Tagged as: Crushes, Friends, Troubled relationships, Trust issues<< Previous question   Next question >>
Question - (6 February 2013) 5 Answers - (Newest, 6 February 2013)
A female United States age 36-40, *atcher00 writes:

I went out with my coworker two years ago.

Things didn't work out between us, and we both (especially him) moved on... but lately we'e been flirting a lot again. [Please don't tell me it won't work out because we work together. If he had expressed an interest in getting back with me, I'd have gladly left the company for another job]

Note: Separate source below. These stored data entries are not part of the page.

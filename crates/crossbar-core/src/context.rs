//! Execution context and authorization data types.
//!
//! The [`ExecutionContext`] is the only state a business method receives
//! besides its payload. The gateway fills it from the authorization result
//! (and, for deferred operations, the durable request id); the worker fills
//! it from validated message headers.

use serde_json::Value;

/// Per-invocation context passed to every business method.
#[derive(Debug, Clone, Default)]
pub struct ExecutionContext {
    /// The authorized principal, when the route required authorization or
    /// the message carried a principal header.
    pub principal_id: Option<String>,

    /// Claims attached by the authorization service.
    pub claims: Option<Value>,

    /// The durable request id, when the invocation participates in a
    /// deferred-completion operation.
    pub request_id: Option<String>,
}

impl ExecutionContext {
    /// Creates an empty context.
    #[must_use]
    pub fn new() -> Self {
        Self::default()
    }

    /// Attaches a principal id.
    #[must_use]
    pub fn with_principal_id(mut self, principal_id: impl Into<String>) -> Self {
        self.principal_id = Some(principal_id.into());
        self
    }

    /// Attaches authorization claims.
    #[must_use]
    pub fn with_claims(mut self, claims: Value) -> Self {
        self.claims = Some(claims);
        self
    }

    /// Attaches a durable request id.
    #[must_use]
    pub fn with_request_id(mut self, request_id: impl Into<String>) -> Self {
        self.request_id = Some(request_id.into());
        self
    }
}

/// Credentials extracted from a request by authentication.
///
/// Produced by [`AuthorizationService::authenticate`] and consumed by
/// [`AuthorizationService::authorize`].
///
/// [`AuthorizationService::authenticate`]: crate::authz::AuthorizationService::authenticate
/// [`AuthorizationService::authorize`]: crate::authz::AuthorizationService::authorize
#[derive(Debug, Clone)]
pub struct AuthInfo {
    /// The principal the credentials identify.
    pub principal_id: String,

    /// The account the principal belongs to, when applicable.
    pub account_id: Option<String>,

    /// The session the credentials were issued for, when applicable.
    pub session_id: Option<String>,

    /// The credential kind (e.g. bearer session, service key).
    pub kind: String,

    /// The raw presented token.
    pub token: String,
}

/// The outcome of a successful authorization decision.
#[derive(Debug, Clone)]
pub struct AuthResult {
    /// The authorized principal.
    pub principal_id: String,

    /// Claims the authorization service attaches for the business method.
    pub claims: Option<Value>,
}
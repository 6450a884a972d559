//! Structured logging bootstrap for the crossbar RPC substrate.
//!
//! Both transports log through `tracing`; this crate initializes the
//! subscriber once per process, JSON-formatted for production or pretty
//! for development.

pub mod error;
pub mod logging;

pub use error::TelemetryError;
pub use logging::{init_logging, LogConfig};

/// Result type alias using [`TelemetryError`].
pub type TelemetryResult<T> = Result<T, TelemetryError>;
//! Structured logging via tracing-subscriber.
//!
//! # Example
//!
//! ```rust,ignore
//! use crossbar_telemetry::{init_logging, LogConfig};
//!
//! init_logging(&LogConfig::production())?;
//! tracing::info!(message_type = "order-placed", "processing message");
//! ```

use tracing_subscriber::layer::SubscriberExt;
use tracing_subscriber::util::SubscriberInitExt;
use tracing_subscriber::{EnvFilter, Layer};

use crate::error::TelemetryError;
use crate::TelemetryResult;

/// Logging configuration.
#[derive(Debug, Clone)]
pub struct LogConfig {
    /// Whether logging is enabled.
    pub enabled: bool,

    /// Log level or filter directive (e.g. `"info"`, `"crossbar=debug"`).
    pub level: String,

    /// Whether to emit JSON-formatted output.
    pub json_format: bool,

    /// Whether to include the target (module path) in events.
    pub include_target: bool,
}

impl Default for LogConfig {
    fn default() -> Self {
        Self {
            enabled: true,
            level: "info".to_string(),
            json_format: true,
            include_target: true,
        }
    }
}

impl LogConfig {
    /// Human-readable output at debug level, for development.
    #[must_use]
    pub fn development() -> Self {
        Self {
            level: "debug".to_string(),
            json_format: false,
            ..Self::default()
        }
    }

    /// JSON output at info level, for production.
    #[must_use]
    pub fn production() -> Self {
        Self::default()
    }
}

/// Installs the global logging subscriber.
///
/// # Errors
///
/// Returns [`TelemetryError::LoggingInit`] if the filter is invalid or a
/// subscriber is already installed.
pub fn init_logging(config: &LogConfig) -> TelemetryResult<()> {
    if !config.enabled {
        return Ok(());
    }

    let filter = EnvFilter::try_new(&config.level)
        .map_err(|e| TelemetryError::LoggingInit(format!("invalid log level: {e}")))?;

    if config.json_format {
        let fmt_layer = tracing_subscriber::fmt::layer()
            .json()
            .with_target(config.include_target)
            .with_filter(filter);

        tracing_subscriber::registry()
            .with(fmt_layer)
            .try_init()
            .map_err(|e| TelemetryError::LoggingInit(e.to_string()))?;
    } else {
        let fmt_layer = tracing_subscriber::fmt::layer()
            .pretty()
            .with_target(config.include_target)
            .with_filter(filter);

        tracing_subscriber::registry()
            .with(fmt_layer)
            .try_init()
            .map_err(|e| TelemetryError::LoggingInit(e.to_string()))?;
    }

    Ok(())
}
//! Core types and collaborator traits for the crossbar RPC substrate.
//!
//! This crate defines the contract shared by the HTTP gateway and the
//! queue worker:
//!
//! - [`fault`]: the closed set of caller-visible fault codes and the
//!   fault-resolution algorithm both transports apply to business failures
//! - [`context`]: the execution context passed to every business-method
//!   invocation, plus the authorization data types
//! - [`registry`]: the method registry that binds named business methods
//!   to callable entries at startup
//! - [`ident`]: the restricted identifier-token check used for message
//!   headers
//! - collaborator traits for the authorization service ([`authz`]), the
//!   schema validator ([`validator`]), the durable request service
//!   ([`requests`]), and the queue transport ([`transport`])
//!
//! Business logic, storage, and cryptographic verification live behind the
//! collaborator traits; this crate only defines the seams.

pub mod authz;
pub mod context;
pub mod error;
pub mod fault;
pub mod ident;
pub mod registry;
pub mod requests;
pub mod transport;
pub mod validator;

pub use authz::AuthorizationService;
pub use context::{AuthInfo, AuthResult, ExecutionContext};
pub use error::{AuthError, HandlerError, RequestServiceError};
pub use fault::{codes, resolve_fault, FaultTable};
pub use ident::is_ident_token;
pub use registry::{BoundMethod, MethodFuture, MethodRegistry};
pub use requests::{BeginRequest, CompleteRequest, DurableRequestService, RequestTicket};
pub use transport::{QueueMessage, QueueTransport, TransportError};
pub use validator::{Schema, SchemaValidator};

use std::future::Future;
use std::pin::Pin;

/// Boxed future type used by the dyn-safe collaborator traits.
pub type BoxFuture<'a, T> = Pin<Box<dyn Future<Output = T> + Send + 'a>>;
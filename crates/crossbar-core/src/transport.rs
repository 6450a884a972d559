//! Queue-transport seam.
//!
//! The transport delivers messages at least once: a message that is
//! received but not deleted becomes visible again after the transport's
//! visibility timeout and is redelivered. Consumers must therefore be
//! idempotent; nothing in this layer enforces that.

use std::time::Duration;

use thiserror::Error;

use crate::BoxFuture;

/// A received queue message.
///
/// The body is an opaque string on the wire; the worker parses it as JSON
/// (`{type, headers?, content}`) during structural validation.
#[derive(Debug, Clone)]
pub struct QueueMessage {
    /// Transport-assigned message id, used for logging.
    pub message_id: String,

    /// The handle `delete` needs to acknowledge this delivery.
    pub receipt_handle: String,

    /// The raw message body.
    pub body: String,
}

/// Queue-transport failure, categorized for poll-loop logging.
#[derive(Debug, Error)]
pub enum TransportError {
    /// The configured queue does not exist. A known transient condition
    /// (the queue may be provisioning); logged without a backtrace.
    #[error("queue does not exist: {0}")]
    QueueMissing(String),

    /// The transport endpoint could not be resolved. Also known transient.
    #[error("unknown endpoint: {0}")]
    Endpoint(String),

    /// Any other transport failure.
    #[error(transparent)]
    Other(#[from] anyhow::Error),
}

impl TransportError {
    /// Returns `true` for the known transient categories that are logged
    /// by message only.
    #[must_use]
    pub fn is_known_transient(&self) -> bool {
        matches!(self, Self::QueueMissing(_) | Self::Endpoint(_))
    }
}

/// Receives and acknowledges queue messages.
pub trait QueueTransport: Send + Sync {
    /// Receives at most `max_messages` messages, long-polling up to `wait`.
    ///
    /// An empty list is a normal poll timeout, not an error.
    fn receive(
        &self,
        max_messages: u32,
        wait: Duration,
    ) -> BoxFuture<'_, Result<Vec<QueueMessage>, TransportError>>;

    /// Deletes (acknowledges) a delivery by receipt handle.
    fn delete(&self, receipt_handle: &str) -> BoxFuture<'_, Result<(), TransportError>>;
}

His start time is 9am and mine is 8.30, so I never see him coming into the building. However, one day last week I was 20 minutes late, which never happens (huge train delay.) So I was walking into the building at 8.50, around the time he arrives. I saw him kiss a girl!

Obviously he has a girlfriend!!

I'm just in shock because I had no idea he was seeing someone. He never mentions her to me. He'll discuss with me what he did over the weekend, or what his plans are for the upcoming weekend, or his lunch plans, or what he did over the holidays...he even told me that he's going on a ski weekend in a few weeks, but NEVER mentioned a girlfriend.

Now I've put it together that he IS seeing someone and "in the next few weeks" is Valentine's Day, so I'm sure he's going with her...but funny how he left that part out.

He's had countless opportunnities to tell me he has a girlfriend, and he deliberately omits that detail every time.

I don't think he saw me , as he had his eyes closed and was kissing someone when I walked by...so I haven't mentioned it...and as of now, he still hasn't mentioned that she even exists.

Nobody seems to know about ther. Wonder how long before he finally acknowledges her?

My question is just why does he go out of his way to NOT mention her to me?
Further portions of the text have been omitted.